Once the line containing "for this session" is found in the data below, output that line and every line after it through the last, unchanged and with nothing else.

*** Opening Provided data ***

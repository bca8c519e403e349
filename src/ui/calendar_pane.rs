use crate::app::AppState;
use crate::config;
use crate::evaluator::{self, DayStatus};
use crate::store::History;
use crate::ui::styles::{
    border_style, hint_style, missed_style, partial_style, perfect_style, title_style,
    today_style, untouched_style,
};
use chrono::{Duration, NaiveDate};
use ratatui::{
    layout::Rect,
    text::{Line, Span},
    widgets::{Block, Borders, Paragraph},
    Frame,
};

/// Render the campaign heat-map: one row per month, one cell per day
pub fn render_calendar_pane(f: &mut Frame, app: &AppState, area: Rect) {
    let months = campaign_months(config::campaign_start(), config::campaign_end());

    let lines: Vec<Line> = months
        .iter()
        .map(|(label, days)| create_month_line(label, days, app.store.history(), app.today))
        .collect();

    let title = format!(
        " The Campaign ({} — {}) ",
        config::campaign_start().format("%b %Y"),
        config::campaign_end().format("%b %Y"),
    );

    let paragraph = Paragraph::new(lines).block(
        Block::default()
            .borders(Borders::ALL)
            .border_style(border_style())
            .title(Span::styled(title, title_style())),
    );

    f.render_widget(paragraph, area);
}

/// Number of month rows the pane needs (for layout sizing)
pub fn campaign_month_count() -> usize {
    campaign_months(config::campaign_start(), config::campaign_end()).len()
}

/// Group every campaign day by month, in order
fn campaign_months(start: NaiveDate, end: NaiveDate) -> Vec<(String, Vec<NaiveDate>)> {
    let mut months: Vec<(String, Vec<NaiveDate>)> = Vec::new();
    let mut day = start;

    while day <= end {
        let label = day.format("%b %y").to_string().to_uppercase();
        match months.last_mut() {
            Some((last_label, days)) if *last_label == label => days.push(day),
            _ => months.push((label, vec![day])),
        }
        day += Duration::days(1);
    }

    months
}

/// One heat-map row: month label plus a cell per day
fn create_month_line(
    label: &str,
    days: &[NaiveDate],
    history: &History,
    today: NaiveDate,
) -> Line<'static> {
    let mut spans = vec![Span::styled(format!(" {:<7}", label), hint_style())];

    for day in days {
        let status = evaluator::day_status(history, *day);
        let (glyph, style) = if *day == today && status == DayStatus::Untouched {
            ("□", today_style())
        } else {
            match status {
                DayStatus::Perfect => ("■", perfect_style()),
                DayStatus::Partial => ("■", partial_style()),
                DayStatus::Missed => ("■", missed_style()),
                DayStatus::Untouched => ("·", untouched_style()),
            }
        };
        spans.push(Span::styled(format!("{} ", glyph), style));
    }

    Line::from(spans)
}
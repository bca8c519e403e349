use crate::ui::styles::hint_style;
use ratatui::{layout::Rect, text::{Line, Span}, widgets::Paragraph, Frame};

/// Render the keybindings hint bar
pub fn render_keybindings(f: &mut Frame, area: Rect) {
    let hints = Line::from(vec![
        Span::raw(" Tab pane   "),
        Span::raw("↑/↓ select   "),
        Span::raw("1/2/3 block   "),
        Span::raw("Enter toggle   "),
        Span::raw("t timer   "),
        Span::raw("a add target   "),
        Span::raw("x delete   "),
        Span::raw("j journal   "),
        Span::raw("q quit"),
    ]);

    let paragraph = Paragraph::new(hints).style(hint_style());
    f.render_widget(paragraph, area);
}
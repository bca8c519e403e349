use crate::domain::TaskId;
use std::time::{Duration, Instant};

/// Default tick interval in milliseconds
pub const DEFAULT_TICK_MS: u64 = 250;

/// Get tick duration for the event-poll loop
pub fn tick_duration() -> Duration {
    Duration::from_millis(DEFAULT_TICK_MS)
}

/// A countdown for one of the daily blocks.
///
/// Remaining time is decremented from wall-clock elapsed time on each loop
/// tick; the display rounds to whole seconds. Completion is latched so the
/// app loop observes it exactly once.
#[derive(Debug)]
pub struct CountdownTimer {
    pub task: TaskId,
    pub total: Duration,
    pub remaining: Duration,
    pub running: bool,
    finished: bool,
    last_tick: Option<Instant>,
}

impl CountdownTimer {
    pub fn new(task: TaskId, minutes: u32) -> Self {
        let total = Duration::from_secs(u64::from(minutes) * 60);
        Self {
            task,
            total,
            remaining: total,
            running: false,
            finished: false,
            last_tick: None,
        }
    }

    /// Toggle between running and paused
    pub fn toggle(&mut self) {
        self.running = !self.running;
        self.last_tick = if self.running {
            Some(Instant::now())
        } else {
            None
        };
    }

    /// Stop and restore the full duration
    pub fn reset(&mut self) {
        self.running = false;
        self.finished = false;
        self.last_tick = None;
        self.remaining = self.total;
    }

    /// Advance the countdown by wall-clock elapsed time
    pub fn tick(&mut self) {
        if !self.running {
            return;
        }
        let now = Instant::now();
        let elapsed = self
            .last_tick
            .map(|last| now.duration_since(last))
            .unwrap_or_default();
        self.last_tick = Some(now);
        self.advance(elapsed);
    }

    /// Deterministic core of `tick`: advance by a known elapsed duration
    pub fn advance(&mut self, elapsed: Duration) {
        if !self.running || self.remaining.is_zero() {
            return;
        }

        self.remaining = self.remaining.saturating_sub(elapsed);
        if self.remaining.is_zero() {
            self.running = false;
            self.last_tick = None;
            self.finished = true;
        }
    }

    /// One-shot completion signal, cleared on read
    pub fn take_finished(&mut self) -> bool {
        std::mem::take(&mut self.finished)
    }

    /// Fraction of the countdown already elapsed (0.0 to 1.0)
    pub fn progress_ratio(&self) -> f64 {
        let total = self.total.as_secs_f64();
        if total == 0.0 {
            return 1.0;
        }
        (total - self.remaining.as_secs_f64()) / total
    }

    /// Remaining time as "M:SS"
    pub fn formatted(&self) -> String {
        let secs = self.remaining.as_secs();
        format!("{}:{:02}", secs / 60, secs % 60)
    }
}
use crate::domain::TaskId;
use chrono::NaiveDate;
use std::time::{SystemTime, UNIX_EPOCH};

/// Static definition of one of the three daily blocks
#[derive(Debug, Clone, Copy)]
pub struct TaskConfig {
    pub id: TaskId,
    pub label: &'static str,
    /// The one-line rule shown under the label
    pub rule: &'static str,
    /// Countdown length in minutes
    pub minutes: u32,
}

/// The three fixed blocks, in display order
pub const TASKS: [TaskConfig; 3] = [
    TaskConfig {
        id: TaskId::Focus,
        label: "Focus Block",
        rule: "One task. Phone away.",
        minutes: 60,
    },
    TaskConfig {
        id: TaskId::Body,
        label: "Body Discipline",
        rule: "Run / Gym / Calisthenics",
        minutes: 30,
    },
    TaskConfig {
        id: TaskId::Skill,
        label: "Skill Block",
        rule: "Theory / CS Core / Systems",
        minutes: 45,
    },
];

pub const MANTRAS: &[&str] = &[
    "Mood is irrelevant.",
    "I am the kind of person who finishes what he starts.",
    "Consistency > Intensity.",
    "Never miss twice.",
    "You are not allowed to negotiate with yourself.",
];

/// First day of the campaign window shown in the heat-map
pub fn campaign_start() -> NaiveDate {
    NaiveDate::from_ymd_opt(2025, 12, 17).expect("valid campaign start")
}

/// Last day of the campaign window (inclusive)
pub fn campaign_end() -> NaiveDate {
    NaiveDate::from_ymd_opt(2026, 5, 17).expect("valid campaign end")
}

/// Look up the config entry for a task slot
pub fn task_config(id: TaskId) -> &'static TaskConfig {
    TASKS
        .iter()
        .find(|t| t.id == id)
        .expect("every TaskId has a config entry")
}

/// Pick a mantra for this session
pub fn pick_mantra() -> &'static str {
    let nanos = SystemTime::now()
        .duration_since(UNIX_EPOCH)
        .map(|d| d.subsec_nanos())
        .unwrap_or(0);
    MANTRAS[nanos as usize % MANTRAS.len()]
}

#[cfg(test)]
mod tests {
    use super::*;

    #[test]
    fn test_every_task_has_a_config() {
        for task in TaskId::all() {
            assert_eq!(task_config(*task).id, *task);
        }
    }

    #[test]
    fn test_block_durations() {
        assert_eq!(task_config(TaskId::Focus).minutes, 60);
        assert_eq!(task_config(TaskId::Body).minutes, 30);
        assert_eq!(task_config(TaskId::Skill).minutes, 45);
    }

    #[test]
    fn test_campaign_window_ordering() {
        assert!(campaign_start() < campaign_end());
    }

    #[test]
    fn test_pick_mantra_is_from_the_list() {
        let mantra = pick_mantra();
        assert!(MANTRAS.contains(&mantra));
    }
}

*** Closing Provided data ***

Answer to the problem ->
/// Pick a mantra for this session
pub fn pick_mantra() -> &'static str {
    let nanos = SystemTime::now()
        .duration_since(UNIX_EPOCH)
        .map(|d| d.subsec_nanos())
        .unwrap_or(0);
    MANTRAS[nanos as usize % MANTRAS.len()]
}

#[cfg(test)]
mod tests {
    use super::*;

    #[test]
    fn test_every_task_has_a_config() {
        for task in TaskId::all() {
            assert_eq!(task_config(*task).id, *task);
        }
    }

    #[test]
    fn test_block_durations() {
        assert_eq!(task_config(TaskId::Focus).minutes, 60);
        assert_eq!(task_config(TaskId::Body).minutes, 30);
        assert_eq!(task_config(TaskId::Skill).minutes, 45);
    }

    #[test]
    fn test_campaign_window_ordering() {
        assert!(campaign_start() < campaign_end());
    }

    #[test]
    fn test_pick_mantra_is_from_the_list() {
        let mantra = pick_mantra();
        assert!(MANTRAS.contains(&mantra));
    }
}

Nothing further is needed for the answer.